[Start of Attachment]
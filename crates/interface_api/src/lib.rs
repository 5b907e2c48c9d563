//! HTTP API Layer
//!
//! This crate provides the REST API for the travel booking backend using Axum.
//!
//! # Architecture
//!
//! - **Handlers**: Request handlers for each domain
//! - **Middleware**: Authentication, tracing, audit logging
//! - **DTOs**: Request bodies and query strings, validated before they reach a service
//! - **Error Handling**: Every domain error maps to a status through its `ErrorKind`
//!
//! # Example
//!
//! ```rust,ignore
//! use interface_api::{create_router, AppState, Ports};
//!
//! let state = AppState::new(ports, Arc::new(SystemClock), config)?;
//! axum::serve(listener, create_router(state)).await?;
//! ```

pub mod auth;
pub mod config;
pub mod dto;
pub mod error;
pub mod handlers;
pub mod middleware;

use std::sync::Arc;

use axum::{
    middleware as axum_middleware,
    routing::{get, post},
    Router,
};
use tower_http::cors::{Any, CorsLayer};
use tower_http::trace::TraceLayer;

use core_kernel::{Clock, Currency, MoneyError};
use domain_booking::{BookingPort, BookingService, LiveBookings};
use domain_catalog::{CatalogPort, CatalogService, InventoryLedger};
use domain_payment::{PaymentPort, PaymentRecords, PaymentService};
use domain_user::{UserPort, UserService};

use crate::config::ApiConfig;
use crate::handlers::{bookings, health, inventory, locations, lodges, payments, tours, transports, users};
use crate::middleware::{audit_middleware, auth_middleware};

/// Storage adapters backing the services
#[derive(Clone)]
pub struct Ports {
    pub users: Arc<dyn UserPort>,
    pub catalog: Arc<dyn CatalogPort>,
    pub bookings: Arc<dyn BookingPort>,
    pub payments: Arc<dyn PaymentPort>,
}

/// Application state shared across handlers
#[derive(Clone)]
pub struct AppState {
    pub ports: Ports,
    pub users: Arc<UserService>,
    pub catalog: Arc<CatalogService>,
    pub ledger: Arc<InventoryLedger>,
    pub bookings: Arc<BookingService>,
    pub payments: Arc<PaymentService>,
    /// Currency applied to prices and amounts submitted without one
    pub currency: Currency,
    pub config: ApiConfig,
}

impl AppState {
    /// Wires the services over `ports`. One ledger is shared by the catalog
    /// and booking services so both take the same per-resource locks.
    pub fn new(ports: Ports, clock: Arc<dyn Clock>, config: ApiConfig) -> Result<Self, MoneyError> {
        let currency = config.currency()?;

        let ledger = Arc::new(InventoryLedger::new(ports.catalog.clone(), clock.clone()));
        let users = Arc::new(UserService::new(ports.users.clone(), clock.clone()));
        let catalog = Arc::new(CatalogService::new(
            ports.catalog.clone(),
            ledger.clone(),
            Arc::new(LiveBookings::new(ports.bookings.clone())),
            clock.clone(),
            currency,
        ));
        let bookings = Arc::new(BookingService::new(
            ports.bookings.clone(),
            ports.users.clone(),
            ledger.clone(),
            Arc::new(PaymentRecords::new(ports.payments.clone())),
            clock.clone(),
            currency,
        ));
        let payments = Arc::new(PaymentService::new(
            ports.payments.clone(),
            bookings.clone(),
            clock,
            currency,
        ));

        Ok(Self {
            ports,
            users,
            catalog,
            ledger,
            bookings,
            payments,
            currency,
            config,
        })
    }
}

/// Creates the main API router
///
/// # Returns
///
/// Configured Axum router with all routes and middleware
pub fn create_router(state: AppState) -> Router {
    // Public routes (no auth required)
    let public_routes = Router::new()
        .route("/health", get(health::health_check))
        .route("/health/ready", get(health::readiness_check));

    let user_routes = Router::new()
        .route("/", post(users::register_user).get(users::list_users))
        .route("/me", get(users::get_me))
        .route(
            "/:id",
            get(users::get_user).put(users::update_user).delete(users::delete_user),
        );

    let location_routes = Router::new()
        .route("/", post(locations::create_location).get(locations::list_locations))
        .route(
            "/:id",
            get(locations::get_location)
                .put(locations::update_location)
                .delete(locations::delete_location),
        )
        .route("/:id/average-lodge-price", get(locations::average_lodge_price));

    let tour_routes = Router::new()
        .route("/", post(tours::create_tour).get(tours::search_tours))
        .route(
            "/:id",
            get(tours::get_tour).put(tours::update_tour).delete(tours::delete_tour),
        );

    let lodge_routes = Router::new()
        .route("/", post(lodges::create_lodge).get(lodges::search_lodges))
        .route("/top-rated", get(lodges::top_rated_lodges))
        .route(
            "/:id",
            get(lodges::get_lodge).put(lodges::update_lodge).delete(lodges::delete_lodge),
        );

    let transport_routes = Router::new()
        .route("/", post(transports::create_transport).get(transports::search_transports))
        .route(
            "/:id",
            get(transports::get_transport)
                .put(transports::update_transport)
                .delete(transports::delete_transport),
        );

    let booking_routes = Router::new()
        .route("/", post(bookings::create_booking).get(bookings::list_bookings))
        .route("/me", get(bookings::my_bookings))
        .route("/revenue", get(bookings::booking_revenue))
        .route(
            "/:id",
            get(bookings::get_booking)
                .put(bookings::update_booking)
                .delete(bookings::delete_booking),
        )
        .route("/:id/confirm", post(bookings::confirm_booking))
        .route("/:id/cancel", post(bookings::cancel_booking));

    let payment_routes = Router::new()
        .route("/", post(payments::create_payment).get(payments::list_payments))
        .route("/summary", get(payments::payment_summary))
        .route("/booking/:booking_id", get(payments::payments_for_booking))
        .route(
            "/:id",
            get(payments::get_payment)
                .put(payments::update_payment)
                .delete(payments::delete_payment),
        )
        .route("/:id/process", post(payments::process_payment))
        .route("/:id/refund", post(payments::refund_payment))
        .route("/:id/fail", post(payments::fail_payment));

    let inventory_routes = Router::new()
        .route("/:kind/:id/availability", get(inventory::availability));

    // Protected API routes
    let api_routes = Router::new()
        .nest("/users", user_routes)
        .nest("/locations", location_routes)
        .nest("/tours", tour_routes)
        .nest("/lodges", lodge_routes)
        .nest("/transports", transport_routes)
        .nest("/bookings", booking_routes)
        .nest("/payments", payment_routes)
        .nest("/inventory", inventory_routes)
        .layer(axum_middleware::from_fn_with_state(state.clone(), audit_middleware))
        .layer(axum_middleware::from_fn_with_state(state.clone(), auth_middleware));

    // Combine all routes
    Router::new()
        .merge(public_routes)
        .nest("/api/v1", api_routes)
        .layer(TraceLayer::new_for_http())
        .layer(
            CorsLayer::new()
                .allow_origin(Any)
                .allow_methods(Any)
                .allow_headers(Any),
        )
        .with_state(state)
}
[End of Attachment]
Word for word, return each of the entries.

filename crates/interface_api/src/lib.rs
repository 5b907e2c48c9d563
//! HTTP API Layer
//!
//! This crate provides the REST API for the travel booking backend using Axum.
//!
//! # Architecture
//!
//! - **Handlers**: Request handlers for each domain
//! - **Middleware**: Authentication, tracing, audit logging
//! - **DTOs**: Request bodies and query strings, validated before they reach a service
//! - **Error Handling**: Every domain error maps to a status through its `ErrorKind`
//!
//! # Example
//!
//! ```rust,ignore
//! use interface_api::{create_router, AppState, Ports};
//!
//! let state = AppState::new(ports, Arc::new(SystemClock), config)?;
//! axum::serve(listener, create_router(state)).await?;
//! ```

pub mod auth;
pub mod config;
pub mod dto;
pub mod error;
pub mod handlers;
pub mod middleware;

use std::sync::Arc;

use axum::{
    middleware as axum_middleware,
    routing::{get, post},
    Router,
};
use tower_http::cors::{Any, CorsLayer};
use tower_http::trace::TraceLayer;

use core_kernel::{Clock, Currency, MoneyError};
use domain_booking::{BookingPort, BookingService, LiveBookings};
use domain_catalog::{CatalogPort, CatalogService, InventoryLedger};
use domain_payment::{PaymentPort, PaymentRecords, PaymentService};
use domain_user::{UserPort, UserService};

use crate::config::ApiConfig;
use crate::handlers::{bookings, health, inventory, locations, lodges, payments, tours, transports, users};
use crate::middleware::{audit_middleware, auth_middleware};

/// Storage adapters backing the services
#[derive(Clone)]
pub struct Ports {
    pub users: Arc<dyn UserPort>,
    pub catalog: Arc<dyn CatalogPort>,
    pub bookings: Arc<dyn BookingPort>,
    pub payments: Arc<dyn PaymentPort>,
}

/// Application state shared across handlers
#[derive(Clone)]
pub struct AppState {
    pub ports: Ports,
    pub users: Arc<UserService>,
    pub catalog: Arc<CatalogService>,
    pub ledger: Arc<InventoryLedger>,
    pub bookings: Arc<BookingService>,
    pub payments: Arc<PaymentService>,
    /// Currency applied to prices and amounts submitted without one
    pub currency: Currency,
    pub config: ApiConfig,
}

impl AppState {
    /// Wires the services over `ports`. One ledger is shared by the catalog
    /// and booking services so both take the same per-resource locks.
    pub fn new(ports: Ports, clock: Arc<dyn Clock>, config: ApiConfig) -> Result<Self, MoneyError> {
        let currency = config.currency()?;

        let ledger = Arc::new(InventoryLedger::new(ports.catalog.clone(), clock.clone()));
        let users = Arc::new(UserService::new(ports.users.clone(), clock.clone()));
        let catalog = Arc::new(CatalogService::new(
            ports.catalog.clone(),
            ledger.clone(),
            Arc::new(LiveBookings::new(ports.bookings.clone())),
            clock.clone(),
            currency,
        ));
        let bookings = Arc::new(BookingService::new(
            ports.bookings.clone(),
            ports.users.clone(),
            ledger.clone(),
            Arc::new(PaymentRecords::new(ports.payments.clone())),
            clock.clone(),
            currency,
        ));
        let payments = Arc::new(PaymentService::new(
            ports.payments.clone(),
            bookings.clone(),
            clock,
            currency,
        ));

        Ok(Self {
            ports,
            users,
            catalog,
            ledger,
            bookings,
            payments,
            currency,
            config,
        })
    }
}

/// Creates the main API router
///
/// # Returns
///
/// Configured Axum router with all routes and middleware
pub fn create_router(state: AppState) -> Router {
    // Public routes (no auth required)
    let public_routes = Router::new()
        .route("/health", get(health::health_check))
        .route("/health/ready", get(health::readiness_check));

    let user_routes = Router::new()
        .route("/", post(users::register_user).get(users::list_users))
        .route("/me", get(users::get_me))
        .route(
            "/:id",
            get(users::get_user).put(users::update_user).delete(users::delete_user),
        );

    let location_routes = Router::new()
        .route("/", post(locations::create_location).get(locations::list_locations))
        .route(
            "/:id",
            get(locations::get_location)
                .put(locations::update_location)
                .delete(locations::delete_location),
        )
        .route("/:id/average-lodge-price", get(locations::average_lodge_price));

    let tour_routes = Router::new()
        .route("/", post(tours::create_tour).get(tours::search_tours))
        .route(
            "/:id",
            get(tours::get_tour).put(tours::update_tour).delete(tours::delete_tour),
        );

    let lodge_routes = Router::new()
        .route("/", post(lodges::create_lodge).get(lodges::search_lodges))
        .route("/top-rated", get(lodges::top_rated_lodges))
        .route(
            "/:id",
            get(lodges::get_lodge).put(lodges::update_lodge).delete(lodges::delete_lodge),
        );

    let transport_routes = Router::new()
        .route("/", post(transports::create_transport).get(transports::search_transports))
        .route(
            "/:id",
            get(transports::get_transport)
                .put(transports::update_transport)
                .delete(transports::delete_transport),
        );

    let booking_routes = Router::new()
        .route("/", post(bookings::create_booking).get(bookings::list_bookings))
        .route("/me", get(bookings::my_bookings))
        .route("/revenue", get(bookings::booking_revenue))
        .route(
            "/:id",
            get(bookings::get_booking)
                .put(bookings::update_booking)
                .delete(bookings::delete_booking),
        )
        .route("/:id/confirm", post(bookings::confirm_booking))
        .route("/:id/cancel", post(bookings::cancel_booking));

    let payment_routes = Router::new()
        .route("/", post(payments::create_payment).get(payments::list_payments))
        .route("/summary", get(payments::payment_summary))
        .route("/booking/:booking_id", get(payments::payments_for_booking))
        .route(
            "/:id",
            get(payments::get_payment)
                .put(payments::update_payment)
                .delete(payments::delete_payment),
        )
        .route("/:id/process", post(payments::process_payment))
        .route("/:id/refund", post(payments::refund_payment))
        .route("/:id/fail", post(payments::fail_payment));

    let inventory_routes = Router::new()
        .route("/:kind/:id/availability", get(inventory::availability));

    // Protected API routes
    let api_routes = Router::new()
        .nest("/users", user_routes)
        .nest("/locations", location_routes)
        .nest("/tours", tour_routes)
        .nest("/lodges", lodge_routes)
        .nest("/transports", transport_routes)
        .nest("/bookings", booking_routes)
        .nest("/payments", payment_routes)
        .nest("/inventory", inventory_routes)
        .layer(axum_middleware::from_fn_with_state(state.clone(), audit_middleware))
        .layer(axum_middleware::from_fn_with_state(state.clone(), auth_middleware));

    // Combine all routes
    Router::new()
        .merge(public_routes)
        .nest("/api/v1", api_routes)
        .layer(TraceLayer::new_for_http())
        .layer(
            CorsLayer::new()
                .allow_origin(Any)
                .allow_methods(Any)
                .allow_headers(Any),
        )
        .with_state(state)
}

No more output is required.